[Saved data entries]
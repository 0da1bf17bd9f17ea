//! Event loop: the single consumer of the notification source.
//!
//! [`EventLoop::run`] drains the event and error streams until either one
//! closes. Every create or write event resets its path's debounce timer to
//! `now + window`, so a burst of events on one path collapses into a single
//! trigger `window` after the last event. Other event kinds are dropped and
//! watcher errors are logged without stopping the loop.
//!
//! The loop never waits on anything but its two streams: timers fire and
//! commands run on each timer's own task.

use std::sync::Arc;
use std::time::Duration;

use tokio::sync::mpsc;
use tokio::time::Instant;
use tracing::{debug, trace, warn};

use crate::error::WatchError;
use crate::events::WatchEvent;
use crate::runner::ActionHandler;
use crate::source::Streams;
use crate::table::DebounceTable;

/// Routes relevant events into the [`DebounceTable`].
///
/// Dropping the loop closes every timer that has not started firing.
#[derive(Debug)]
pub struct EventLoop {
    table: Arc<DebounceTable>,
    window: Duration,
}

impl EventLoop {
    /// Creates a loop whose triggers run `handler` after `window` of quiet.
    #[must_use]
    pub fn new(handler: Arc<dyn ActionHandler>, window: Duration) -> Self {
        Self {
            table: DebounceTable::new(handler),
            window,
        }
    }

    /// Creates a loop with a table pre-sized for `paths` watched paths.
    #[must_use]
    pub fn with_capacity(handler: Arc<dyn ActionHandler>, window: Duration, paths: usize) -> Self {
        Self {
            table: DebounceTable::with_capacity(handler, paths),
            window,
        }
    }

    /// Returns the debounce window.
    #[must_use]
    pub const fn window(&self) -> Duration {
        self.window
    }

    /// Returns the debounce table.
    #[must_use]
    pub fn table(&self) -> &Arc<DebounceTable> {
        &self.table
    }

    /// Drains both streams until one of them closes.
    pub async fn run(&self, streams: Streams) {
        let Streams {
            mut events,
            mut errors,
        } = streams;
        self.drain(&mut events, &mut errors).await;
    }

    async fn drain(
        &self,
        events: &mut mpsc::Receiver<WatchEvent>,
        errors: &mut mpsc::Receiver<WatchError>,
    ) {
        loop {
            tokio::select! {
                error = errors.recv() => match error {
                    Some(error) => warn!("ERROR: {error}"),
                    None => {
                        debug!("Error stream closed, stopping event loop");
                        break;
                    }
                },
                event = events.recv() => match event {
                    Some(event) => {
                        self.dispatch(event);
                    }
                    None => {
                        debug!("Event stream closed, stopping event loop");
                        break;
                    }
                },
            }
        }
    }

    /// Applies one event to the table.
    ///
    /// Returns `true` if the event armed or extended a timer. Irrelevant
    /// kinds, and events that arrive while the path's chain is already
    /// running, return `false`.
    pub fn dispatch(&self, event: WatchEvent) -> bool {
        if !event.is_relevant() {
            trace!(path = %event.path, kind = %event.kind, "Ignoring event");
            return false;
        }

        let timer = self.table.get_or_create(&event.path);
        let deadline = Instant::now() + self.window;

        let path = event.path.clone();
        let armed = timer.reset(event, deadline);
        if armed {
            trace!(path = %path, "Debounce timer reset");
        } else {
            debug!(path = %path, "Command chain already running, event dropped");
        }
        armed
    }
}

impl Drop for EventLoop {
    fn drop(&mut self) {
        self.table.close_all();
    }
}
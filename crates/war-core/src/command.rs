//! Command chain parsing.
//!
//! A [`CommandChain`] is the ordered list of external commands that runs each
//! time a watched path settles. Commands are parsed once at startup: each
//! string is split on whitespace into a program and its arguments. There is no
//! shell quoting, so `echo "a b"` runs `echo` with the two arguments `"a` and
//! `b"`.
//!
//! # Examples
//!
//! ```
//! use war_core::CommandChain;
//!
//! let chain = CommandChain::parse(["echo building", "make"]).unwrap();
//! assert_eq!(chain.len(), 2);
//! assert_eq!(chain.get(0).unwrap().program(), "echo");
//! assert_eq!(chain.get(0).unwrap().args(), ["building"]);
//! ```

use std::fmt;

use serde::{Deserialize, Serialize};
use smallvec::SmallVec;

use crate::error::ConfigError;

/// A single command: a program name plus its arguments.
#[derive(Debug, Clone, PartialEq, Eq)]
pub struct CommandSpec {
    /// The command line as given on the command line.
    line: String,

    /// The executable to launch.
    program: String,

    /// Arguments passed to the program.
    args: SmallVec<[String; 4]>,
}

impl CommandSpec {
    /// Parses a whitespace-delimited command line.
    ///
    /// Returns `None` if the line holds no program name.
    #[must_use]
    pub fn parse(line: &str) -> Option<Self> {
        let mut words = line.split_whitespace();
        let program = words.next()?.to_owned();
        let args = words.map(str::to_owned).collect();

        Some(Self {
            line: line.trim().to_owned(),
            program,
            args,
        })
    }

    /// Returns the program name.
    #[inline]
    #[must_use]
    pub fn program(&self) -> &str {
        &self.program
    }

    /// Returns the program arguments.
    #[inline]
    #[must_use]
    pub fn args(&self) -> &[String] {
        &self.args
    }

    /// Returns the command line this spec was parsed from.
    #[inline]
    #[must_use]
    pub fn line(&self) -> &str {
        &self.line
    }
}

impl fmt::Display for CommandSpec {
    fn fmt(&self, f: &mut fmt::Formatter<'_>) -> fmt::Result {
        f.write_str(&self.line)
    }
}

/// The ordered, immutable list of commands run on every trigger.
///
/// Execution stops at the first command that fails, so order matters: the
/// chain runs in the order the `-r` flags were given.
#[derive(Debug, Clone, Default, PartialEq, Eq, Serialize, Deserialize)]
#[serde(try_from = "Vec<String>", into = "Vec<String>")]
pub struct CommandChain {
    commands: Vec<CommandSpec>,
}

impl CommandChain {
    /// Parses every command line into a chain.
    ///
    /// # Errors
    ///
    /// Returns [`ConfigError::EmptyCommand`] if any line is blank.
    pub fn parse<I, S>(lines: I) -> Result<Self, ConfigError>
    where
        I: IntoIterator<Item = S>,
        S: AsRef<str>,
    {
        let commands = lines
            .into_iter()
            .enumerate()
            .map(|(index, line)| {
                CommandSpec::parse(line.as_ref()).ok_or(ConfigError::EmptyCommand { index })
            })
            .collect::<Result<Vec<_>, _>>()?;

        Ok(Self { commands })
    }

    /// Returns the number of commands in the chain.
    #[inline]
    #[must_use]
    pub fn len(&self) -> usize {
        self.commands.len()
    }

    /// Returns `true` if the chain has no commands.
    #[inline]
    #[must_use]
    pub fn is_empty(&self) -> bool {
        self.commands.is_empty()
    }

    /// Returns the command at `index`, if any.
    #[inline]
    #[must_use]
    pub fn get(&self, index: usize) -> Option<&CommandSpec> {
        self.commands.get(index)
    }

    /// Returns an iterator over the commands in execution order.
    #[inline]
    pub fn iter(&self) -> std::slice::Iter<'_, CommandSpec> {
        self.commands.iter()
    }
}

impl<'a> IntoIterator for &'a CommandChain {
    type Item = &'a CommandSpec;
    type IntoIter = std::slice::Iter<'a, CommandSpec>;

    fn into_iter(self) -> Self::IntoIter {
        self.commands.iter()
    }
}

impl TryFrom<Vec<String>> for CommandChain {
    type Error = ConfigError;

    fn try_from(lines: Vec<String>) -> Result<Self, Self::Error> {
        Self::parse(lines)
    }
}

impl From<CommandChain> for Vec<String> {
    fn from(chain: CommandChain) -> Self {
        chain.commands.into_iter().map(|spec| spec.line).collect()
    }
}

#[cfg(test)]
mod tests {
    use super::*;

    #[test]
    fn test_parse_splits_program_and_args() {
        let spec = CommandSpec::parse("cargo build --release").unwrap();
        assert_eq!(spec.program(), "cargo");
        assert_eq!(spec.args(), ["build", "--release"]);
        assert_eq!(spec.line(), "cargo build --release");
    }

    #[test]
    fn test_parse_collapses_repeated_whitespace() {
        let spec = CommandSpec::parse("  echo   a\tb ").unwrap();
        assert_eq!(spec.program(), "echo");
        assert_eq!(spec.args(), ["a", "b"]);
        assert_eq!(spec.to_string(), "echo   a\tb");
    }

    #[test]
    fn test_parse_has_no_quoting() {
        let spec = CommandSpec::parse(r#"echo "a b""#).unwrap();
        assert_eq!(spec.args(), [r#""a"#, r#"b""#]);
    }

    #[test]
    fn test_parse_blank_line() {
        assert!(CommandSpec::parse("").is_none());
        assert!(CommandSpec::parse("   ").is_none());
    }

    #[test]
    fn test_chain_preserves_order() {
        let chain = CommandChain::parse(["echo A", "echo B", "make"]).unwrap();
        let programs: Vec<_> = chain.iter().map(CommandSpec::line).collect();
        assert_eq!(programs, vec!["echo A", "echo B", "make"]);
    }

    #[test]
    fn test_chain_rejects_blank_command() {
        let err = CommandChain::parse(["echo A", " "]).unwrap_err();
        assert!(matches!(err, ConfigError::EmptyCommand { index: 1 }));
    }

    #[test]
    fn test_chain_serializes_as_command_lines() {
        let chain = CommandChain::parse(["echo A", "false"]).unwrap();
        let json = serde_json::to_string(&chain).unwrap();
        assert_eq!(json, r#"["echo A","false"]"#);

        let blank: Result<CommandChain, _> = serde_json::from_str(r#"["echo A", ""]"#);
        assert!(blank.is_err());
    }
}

TASK ITEM:
Please make an exact copy of the lines above from the line with "already running, event" through the line with "pub fn program(&self)", both ends included.

ANSWER BOX:
            debug!(path = %path, "Command chain already running, event dropped");
        }
        armed
    }
}

impl Drop for EventLoop {
    fn drop(&mut self) {
        self.table.close_all();
    }
}
filename crates/war-core/src/command.rs
//! Command chain parsing.
//!
//! A [`CommandChain`] is the ordered list of external commands that runs each
//! time a watched path settles. Commands are parsed once at startup: each
//! string is split on whitespace into a program and its arguments. There is no
//! shell quoting, so `echo "a b"` runs `echo` with the two arguments `"a` and
//! `b"`.
//!
//! # Examples
//!
//! ```
//! use war_core::CommandChain;
//!
//! let chain = CommandChain::parse(["echo building", "make"]).unwrap();
//! assert_eq!(chain.len(), 2);
//! assert_eq!(chain.get(0).unwrap().program(), "echo");
//! assert_eq!(chain.get(0).unwrap().args(), ["building"]);
//! ```

use std::fmt;

use serde::{Deserialize, Serialize};
use smallvec::SmallVec;

use crate::error::ConfigError;

/// A single command: a program name plus its arguments.
#[derive(Debug, Clone, PartialEq, Eq)]
pub struct CommandSpec {
    /// The command line as given on the command line.
    line: String,

    /// The executable to launch.
    program: String,

    /// Arguments passed to the program.
    args: SmallVec<[String; 4]>,
}

impl CommandSpec {
    /// Parses a whitespace-delimited command line.
    ///
    /// Returns `None` if the line holds no program name.
    #[must_use]
    pub fn parse(line: &str) -> Option<Self> {
        let mut words = line.split_whitespace();
        let program = words.next()?.to_owned();
        let args = words.map(str::to_owned).collect();

        Some(Self {
            line: line.trim().to_owned(),
            program,
            args,
        })
    }

    /// Returns the program name.
    #[inline]
    #[must_use]
    pub fn program(&self) -> &str {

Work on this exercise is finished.